Reproduce the opening lines of the records exactly, up to and including the line in which "Failures are returned" occurs.

» **GIVEN DATA**:
□ □ □

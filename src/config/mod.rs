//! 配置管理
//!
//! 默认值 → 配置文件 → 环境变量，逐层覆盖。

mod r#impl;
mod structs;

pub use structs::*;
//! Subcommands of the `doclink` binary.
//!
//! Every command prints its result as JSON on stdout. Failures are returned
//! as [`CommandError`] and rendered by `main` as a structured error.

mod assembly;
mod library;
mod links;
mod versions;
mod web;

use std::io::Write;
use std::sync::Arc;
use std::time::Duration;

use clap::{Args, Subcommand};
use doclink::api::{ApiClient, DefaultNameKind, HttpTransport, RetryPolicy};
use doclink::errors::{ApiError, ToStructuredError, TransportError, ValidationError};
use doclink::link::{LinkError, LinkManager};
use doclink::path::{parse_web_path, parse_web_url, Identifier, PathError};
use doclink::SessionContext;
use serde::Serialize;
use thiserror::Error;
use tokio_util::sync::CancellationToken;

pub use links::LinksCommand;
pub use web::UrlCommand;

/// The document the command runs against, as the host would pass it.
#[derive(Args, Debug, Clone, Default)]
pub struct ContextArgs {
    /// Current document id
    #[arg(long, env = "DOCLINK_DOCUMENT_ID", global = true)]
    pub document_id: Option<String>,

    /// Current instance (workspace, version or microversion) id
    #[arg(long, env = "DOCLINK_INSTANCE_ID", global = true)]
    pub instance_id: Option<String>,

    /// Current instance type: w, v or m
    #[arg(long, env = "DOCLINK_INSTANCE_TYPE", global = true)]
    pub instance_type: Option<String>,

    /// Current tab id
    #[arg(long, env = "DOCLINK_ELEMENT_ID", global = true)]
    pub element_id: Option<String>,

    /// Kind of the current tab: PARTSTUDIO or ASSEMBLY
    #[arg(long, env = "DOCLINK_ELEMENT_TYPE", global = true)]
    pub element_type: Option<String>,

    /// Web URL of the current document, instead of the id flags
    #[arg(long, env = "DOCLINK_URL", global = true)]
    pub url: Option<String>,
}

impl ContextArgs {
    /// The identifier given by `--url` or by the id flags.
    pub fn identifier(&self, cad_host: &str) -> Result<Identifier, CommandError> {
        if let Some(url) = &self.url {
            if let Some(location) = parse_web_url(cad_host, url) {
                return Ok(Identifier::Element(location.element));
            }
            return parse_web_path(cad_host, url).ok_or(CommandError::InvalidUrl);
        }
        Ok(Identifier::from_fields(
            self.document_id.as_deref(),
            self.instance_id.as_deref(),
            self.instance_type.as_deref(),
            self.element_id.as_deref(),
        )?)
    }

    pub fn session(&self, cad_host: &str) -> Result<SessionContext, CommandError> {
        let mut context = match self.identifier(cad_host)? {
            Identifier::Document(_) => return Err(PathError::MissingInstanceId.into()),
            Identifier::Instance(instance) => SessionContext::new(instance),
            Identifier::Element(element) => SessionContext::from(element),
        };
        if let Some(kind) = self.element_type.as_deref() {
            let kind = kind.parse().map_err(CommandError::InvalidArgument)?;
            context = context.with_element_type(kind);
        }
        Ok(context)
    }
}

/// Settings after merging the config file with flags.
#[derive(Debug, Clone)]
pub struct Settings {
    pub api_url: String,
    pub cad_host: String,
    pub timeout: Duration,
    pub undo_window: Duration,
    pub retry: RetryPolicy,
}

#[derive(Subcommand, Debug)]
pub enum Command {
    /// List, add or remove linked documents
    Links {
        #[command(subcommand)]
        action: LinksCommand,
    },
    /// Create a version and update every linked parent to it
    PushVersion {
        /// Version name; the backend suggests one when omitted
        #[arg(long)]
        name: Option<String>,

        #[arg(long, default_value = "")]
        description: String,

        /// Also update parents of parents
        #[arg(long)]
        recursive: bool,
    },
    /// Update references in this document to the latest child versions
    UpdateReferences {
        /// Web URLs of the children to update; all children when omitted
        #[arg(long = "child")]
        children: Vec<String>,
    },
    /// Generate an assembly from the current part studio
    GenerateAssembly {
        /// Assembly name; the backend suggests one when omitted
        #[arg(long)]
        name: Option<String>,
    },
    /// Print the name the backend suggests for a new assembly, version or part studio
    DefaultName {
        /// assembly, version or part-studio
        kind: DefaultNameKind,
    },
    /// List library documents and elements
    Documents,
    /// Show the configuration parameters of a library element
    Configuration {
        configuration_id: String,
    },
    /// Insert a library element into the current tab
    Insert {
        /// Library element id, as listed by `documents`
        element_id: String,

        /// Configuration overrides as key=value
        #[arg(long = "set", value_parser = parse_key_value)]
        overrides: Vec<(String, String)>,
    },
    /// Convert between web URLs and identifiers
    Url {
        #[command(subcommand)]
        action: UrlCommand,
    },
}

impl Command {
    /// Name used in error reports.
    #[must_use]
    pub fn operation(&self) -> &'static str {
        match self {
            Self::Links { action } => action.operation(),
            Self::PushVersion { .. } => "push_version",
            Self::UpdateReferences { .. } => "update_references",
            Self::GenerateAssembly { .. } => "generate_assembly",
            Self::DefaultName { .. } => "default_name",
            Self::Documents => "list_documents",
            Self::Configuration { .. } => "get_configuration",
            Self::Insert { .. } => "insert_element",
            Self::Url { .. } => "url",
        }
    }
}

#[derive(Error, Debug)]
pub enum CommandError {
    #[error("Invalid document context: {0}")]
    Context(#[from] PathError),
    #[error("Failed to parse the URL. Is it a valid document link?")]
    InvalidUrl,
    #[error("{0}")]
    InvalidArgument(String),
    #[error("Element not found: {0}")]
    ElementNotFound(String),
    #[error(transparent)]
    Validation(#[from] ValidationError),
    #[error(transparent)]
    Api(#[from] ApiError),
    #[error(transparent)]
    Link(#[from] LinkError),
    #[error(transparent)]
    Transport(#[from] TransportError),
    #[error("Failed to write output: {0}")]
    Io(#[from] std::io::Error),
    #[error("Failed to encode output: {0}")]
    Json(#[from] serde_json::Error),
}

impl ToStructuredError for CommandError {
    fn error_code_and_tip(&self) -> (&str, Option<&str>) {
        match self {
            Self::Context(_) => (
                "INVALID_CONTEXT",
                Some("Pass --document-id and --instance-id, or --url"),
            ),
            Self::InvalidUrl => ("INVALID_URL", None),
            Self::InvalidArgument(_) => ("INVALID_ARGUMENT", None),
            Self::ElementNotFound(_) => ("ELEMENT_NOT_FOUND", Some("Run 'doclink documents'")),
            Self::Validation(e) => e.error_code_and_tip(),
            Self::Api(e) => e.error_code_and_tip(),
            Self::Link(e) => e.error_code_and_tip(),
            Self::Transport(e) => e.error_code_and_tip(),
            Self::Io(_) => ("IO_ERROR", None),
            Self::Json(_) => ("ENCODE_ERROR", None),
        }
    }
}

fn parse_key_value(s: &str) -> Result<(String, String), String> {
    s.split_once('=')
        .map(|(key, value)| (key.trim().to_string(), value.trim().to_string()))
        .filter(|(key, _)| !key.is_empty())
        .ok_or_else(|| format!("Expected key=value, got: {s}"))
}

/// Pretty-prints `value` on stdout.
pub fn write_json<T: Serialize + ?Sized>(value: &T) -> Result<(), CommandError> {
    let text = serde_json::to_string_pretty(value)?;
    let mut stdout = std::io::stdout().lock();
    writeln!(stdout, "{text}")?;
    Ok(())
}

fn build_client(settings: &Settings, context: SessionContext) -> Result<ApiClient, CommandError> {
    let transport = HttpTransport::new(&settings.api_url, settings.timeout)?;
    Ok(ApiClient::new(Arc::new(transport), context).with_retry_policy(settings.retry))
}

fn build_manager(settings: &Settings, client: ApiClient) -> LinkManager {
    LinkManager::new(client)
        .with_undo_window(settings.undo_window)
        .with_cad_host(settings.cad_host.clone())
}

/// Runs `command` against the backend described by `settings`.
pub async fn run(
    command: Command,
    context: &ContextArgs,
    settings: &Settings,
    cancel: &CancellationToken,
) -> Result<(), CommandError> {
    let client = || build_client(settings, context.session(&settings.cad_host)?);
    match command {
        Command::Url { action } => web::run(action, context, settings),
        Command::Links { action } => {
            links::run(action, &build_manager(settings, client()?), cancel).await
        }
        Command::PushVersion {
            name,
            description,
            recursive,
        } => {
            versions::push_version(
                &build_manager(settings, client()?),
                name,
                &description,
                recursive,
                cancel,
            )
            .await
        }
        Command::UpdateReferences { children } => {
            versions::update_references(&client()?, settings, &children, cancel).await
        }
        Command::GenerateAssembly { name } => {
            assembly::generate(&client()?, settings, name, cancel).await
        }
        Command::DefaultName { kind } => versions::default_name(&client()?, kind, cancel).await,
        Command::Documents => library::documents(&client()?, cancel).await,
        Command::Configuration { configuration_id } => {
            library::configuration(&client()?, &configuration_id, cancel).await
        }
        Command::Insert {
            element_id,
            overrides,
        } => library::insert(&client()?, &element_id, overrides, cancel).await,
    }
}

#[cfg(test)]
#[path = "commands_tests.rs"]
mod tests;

□ □ □

» **RESPONSE AREA**:
filename src/config/mod.rs
//! 配置管理
//!
//! 默认值 → 配置文件 → 环境变量，逐层覆盖。

mod r#impl;
mod structs;

pub use structs::*;
//! Subcommands of the `doclink` binary.
//!
//! Every command prints its result as JSON on stdout. Failures are returned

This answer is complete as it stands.